§ **Action item**: In the records that follow, the lines from the one containing "use super::*;" to the one containing "use crate::basic_types::PropagationStatus;", inclusive, are to be given again exactly.

Stored data entries:

use log::warn;

use super::VariableSelector;
use crate::branching::SelectionContext;
use crate::engine::variables::DomainId;
use crate::propagation::ReadDomains;

/// A [`VariableSelector`] which selects the unfixed variable with the fewest values in its domain.
///
/// Ties are broken on the order of the provided list.
#[derive(Debug)]
pub struct FirstFail {
    variables: Vec<DomainId>,
}

impl FirstFail {
    pub fn new(variables: &[DomainId]) -> Self {
        if variables.is_empty() {
            warn!("The FirstFail variable selector was not provided with any variables");
        }
        FirstFail {
            variables: variables.to_vec(),
        }
    }
}

impl VariableSelector for FirstFail {
    fn select_variable(&mut self, context: &mut SelectionContext) -> Option<DomainId> {
        self.variables
            .iter()
            .copied()
            .filter(|&variable| !context.is_fixed(variable))
            .enumerate()
            .min_by_key(|&(index, variable)| (context.size(variable), index))
            .map(|(_, variable)| variable)
    }
}

#[cfg(test)]
mod tests {
    use rand::rngs::SmallRng;
    use rand::SeedableRng;

    use super::*;
    use crate::engine::State;

    #[test]
    fn the_smallest_domain_is_selected() {
        let mut state = State::new();
        let wide = state.new_interval_variable(0, 10).expect("non-empty");
        let sparse = state.new_sparse_variable(vec![0, 5, 10]).expect("non-empty");
        let narrow = state.new_interval_variable(0, 3).expect("non-empty");
        let mut random = SmallRng::seed_from_u64(42);
        let mut strategy = FirstFail::new(&[wide, sparse, narrow]);

        let mut context = SelectionContext::new(&state, &mut random);
        assert_eq!(strategy.select_variable(&mut context), Some(sparse));
    }

    #[test]
    fn ties_are_broken_on_input_order() {
        let mut state = State::new();
        let first = state.new_interval_variable(0, 3).expect("non-empty");
        let second = state.new_interval_variable(4, 7).expect("non-empty");
        let mut random = SmallRng::seed_from_u64(42);
        let mut strategy = FirstFail::new(&[first, second]);

        let mut context = SelectionContext::new(&state, &mut random);
        assert_eq!(strategy.select_variable(&mut context), Some(first));
    }
}
use log::debug;

use super::edge_finding::propagate_edge_finding;
use super::task::ArgTask;
use super::task::Task;
use super::time_table::create_time_table;
use super::time_table::propagate_time_table;
use super::CumulativeOptions;
use super::CumulativeStatistics;
use crate::basic_types::ModelError;
use crate::basic_types::PropagationStatus;
use crate::engine::variables::DomainId;
use crate::propagation::DomainEvents;
use crate::propagation::Domains;
use crate::propagation::Inconsistency;
use crate::propagation::LocalId;
use crate::propagation::Priority;
use crate::propagation::PropagationContext;
use crate::propagation::Propagator;
use crate::propagation::PropagatorConstructor;
use crate::propagation::PropagatorConstructorContext;
use crate::propagation::ReadDomains;
use crate::statistics::Statistic;
use crate::statistics::StatisticLogger;

/// The [`PropagatorConstructor`] for the [`CumulativePropagator`].
#[derive(Clone, Debug)]
pub struct CumulativePropagatorArgs {
    pub tasks: Vec<ArgTask>,
    pub capacity: DomainId,
    pub options: CumulativeOptions,
}

impl PropagatorConstructor for CumulativePropagatorArgs {
    type PropagatorImpl = CumulativePropagator;

    fn create(
        self,
        mut context: PropagatorConstructorContext,
    ) -> Result<Self::PropagatorImpl, ModelError> {
        let CumulativePropagatorArgs {
            tasks,
            capacity,
            options,
        } = self;

        for task in &tasks {
            if context.domains().lower_bound(task.duration) < 0 {
                return Err(ModelError::NegativeValue {
                    what: "the duration",
                    variable: task.duration,
                });
            }
            if context.domains().lower_bound(task.height) < 0 {
                return Err(ModelError::NegativeValue {
                    what: "the height",
                    variable: task.height,
                });
            }
        }

        // The scope is laid out as [starts, ends, durations, heights, capacity].
        let num_tasks = tasks.len() as u32;
        let tasks: Box<[Task]> = tasks
            .into_iter()
            .enumerate()
            .map(|(index, task)| Task::new(task, index))
            .collect();
        for (index, task) in tasks.iter().enumerate() {
            let index = index as u32;
            context.register(task.start, DomainEvents::BOUNDS, LocalId::from(index));
            context.register(
                task.end,
                DomainEvents::BOUNDS,
                LocalId::from(num_tasks + index),
            );
            context.register(
                task.duration,
                DomainEvents::BOUNDS,
                LocalId::from(2 * num_tasks + index),
            );
            context.register(
                task.height,
                DomainEvents::BOUNDS,
                LocalId::from(3 * num_tasks + index),
            );
        }
        context.register(capacity, DomainEvents::BOUNDS, LocalId::from(4 * num_tasks));

        debug!(
            "cumulative over {num_tasks} tasks, edge finding: {}",
            options.edge_finding
        );

        Ok(CumulativePropagator {
            tasks,
            capacity,
            options,
            statistics: CumulativeStatistics::default(),
        })
    }
}

/// Propagator for the cumulative constraint; see the [module documentation](super) for the
/// filtering rules.
///
/// Bound changes of the tasks are coalesced: the hooks only request a propagation, which then runs
/// the rules until neither of them prunes.
#[derive(Clone, Debug)]
pub struct CumulativePropagator {
    tasks: Box<[Task]>,
    capacity: DomainId,
    options: CumulativeOptions,
    statistics: CumulativeStatistics,
}

impl CumulativePropagator {
    /// Enforces `start + duration = end` on the bounds of every task.
    fn propagate_task_bounds(
        &self,
        context: &mut PropagationContext,
    ) -> Result<bool, Inconsistency> {
        let mut changed = false;
        for task in self.tasks.iter() {
            let (start, duration, end) = (task.start, task.duration, task.end);

            let bound = context.lower_bound(start) + context.lower_bound(duration);
            changed |= context.update_lower_bound(end, bound)?;
            let bound = context.upper_bound(start) + context.upper_bound(duration);
            changed |= context.update_upper_bound(end, bound)?;

            let bound = context.lower_bound(end) - context.upper_bound(duration);
            changed |= context.update_lower_bound(start, bound)?;
            let bound = context.upper_bound(end) - context.lower_bound(duration);
            changed |= context.update_upper_bound(start, bound)?;

            let bound = context.lower_bound(end) - context.upper_bound(start);
            changed |= context.update_lower_bound(duration, bound)?;
            let bound = context.upper_bound(end) - context.lower_bound(start);
            changed |= context.update_upper_bound(duration, bound)?;
        }
        Ok(changed)
    }

    /// The largest total height at the start of any task, when every task runs with the largest
    /// height it can take. Assumes the start and end of every task are fixed.
    fn max_load(&self, domains: &Domains) -> i64 {
        self.tasks
            .iter()
            .map(|task| {
                let time = domains.lower_bound(task.start);
                self.tasks
                    .iter()
                    .filter(|other| {
                        domains.lower_bound(other.start) <= time
                            && time < domains.lower_bound(other.end)
                    })
                    .map(|other| i64::from(domains.upper_bound(other.height)))
                    .sum()
            })
            .max()
            .unwrap_or(0)
    }
}

impl Propagator for CumulativePropagator {
    fn name(&self) -> &str {
        "Cumulative"
    }

    fn priority(&self) -> Priority {
        Priority::Low
    }

    fn is_idempotent(&self) -> bool {
        true
    }

    fn propagate(&mut self, mut context: PropagationContext) -> PropagationStatus {
        self.statistics.num_calls += 1;

        loop {
            let mut changed = self.propagate_task_bounds(&mut context)?;
            changed |= propagate_time_table(
                &mut context,
                &self.tasks,
                self.capacity,
                self.options.allow_holes_in_domain,
                &mut self.statistics,
            )?;
            if self.options.edge_finding {
                changed |= propagate_edge_finding(
                    &mut context,
                    &self.tasks,
                    self.capacity,
                    &mut self.statistics,
                )?;
            }

            if !changed {
                return Ok(());
            }
        }
    }

    fn awake_on_inst(&mut self, mut context: PropagationContext, _: LocalId) -> PropagationStatus {
        context.request_propagation();
        Ok(())
    }

    fn awake_on_inf(&mut self, mut context: PropagationContext, _: LocalId) -> PropagationStatus {
        context.request_propagation();
        Ok(())
    }

    fn awake_on_sup(&mut self, mut context: PropagationContext, _: LocalId) -> PropagationStatus {
        context.request_propagation();
        Ok(())
    }

    fn is_satisfied(&self, tuple: &[i32]) -> bool {
        let num_tasks = self.tasks.len();
        let capacity = tuple[4 * num_tasks];
        let task = |index: usize| {
            (
                tuple[index],
                tuple[num_tasks + index],
                tuple[2 * num_tasks + index],
                tuple[3 * num_tasks + index],
            )
        };

        let well_formed = (0..num_tasks).all(|index| {
            let (start, end, duration, height) = task(index);
            duration >= 0 && height >= 0 && start + duration == end
        });

        well_formed
            && (0..num_tasks).all(|index| {
                let time = task(index).0;
                let load: i64 = (0..num_tasks)
                    .map(|other| task(other))
                    .filter(|&(start, end, _, _)| start <= time && time < end)
                    .map(|(_, _, _, height)| i64::from(height))
                    .sum();
                load <= i64::from(capacity)
            })
    }

    fn is_entailed(&self, domains: Domains) -> Option<bool> {
        let capacity = domains.upper_bound(self.capacity);
        let task_exceeds_capacity = self.tasks.iter().any(|task| {
            task.min_duration(&domains) > 0 && task.min_height(&domains) > capacity
        });
        let profile_exceeds_capacity = create_time_table(&domains, &self.tasks)
            .iter()
            .any(|profile| profile.height > capacity);
        if task_exceeds_capacity || profile_exceeds_capacity {
            return Some(false);
        }

        let all_fixed = self.tasks.iter().all(|task| {
            domains.is_fixed(task.start)
                && domains.is_fixed(task.duration)
                && domains.is_fixed(task.end)
        });
        if !all_fixed {
            return None;
        }

        let inconsistent_task = self.tasks.iter().any(|task| {
            domains.lower_bound(task.start) + domains.lower_bound(task.duration)
                != domains.lower_bound(task.end)
        });
        if inconsistent_task {
            return Some(false);
        }

        (self.max_load(&domains) <= i64::from(domains.lower_bound(self.capacity))).then_some(true)
    }

    fn log_statistics(&self, statistic_logger: StatisticLogger<'_>) {
        self.statistics.log(statistic_logger);
    }
}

§ **Output below**:
    use super::*;
    use crate::engine::State;

    #[test]
    fn the_smallest_domain_is_selected() {
        let mut state = State::new();
        let wide = state.new_interval_variable(0, 10).expect("non-empty");
        let sparse = state.new_sparse_variable(vec![0, 5, 10]).expect("non-empty");
        let narrow = state.new_interval_variable(0, 3).expect("non-empty");
        let mut random = SmallRng::seed_from_u64(42);
        let mut strategy = FirstFail::new(&[wide, sparse, narrow]);

        let mut context = SelectionContext::new(&state, &mut random);
        assert_eq!(strategy.select_variable(&mut context), Some(sparse));
    }

    #[test]
    fn ties_are_broken_on_input_order() {
        let mut state = State::new();
        let first = state.new_interval_variable(0, 3).expect("non-empty");
        let second = state.new_interval_variable(4, 7).expect("non-empty");
        let mut random = SmallRng::seed_from_u64(42);
        let mut strategy = FirstFail::new(&[first, second]);

        let mut context = SelectionContext::new(&state, &mut random);
        assert_eq!(strategy.select_variable(&mut context), Some(first));
    }
}
use log::debug;

use super::edge_finding::propagate_edge_finding;
use super::task::ArgTask;
use super::task::Task;
use super::time_table::create_time_table;
use super::time_table::propagate_time_table;
use super::CumulativeOptions;
use super::CumulativeStatistics;
use crate::basic_types::ModelError;
use crate::basic_types::PropagationStatus;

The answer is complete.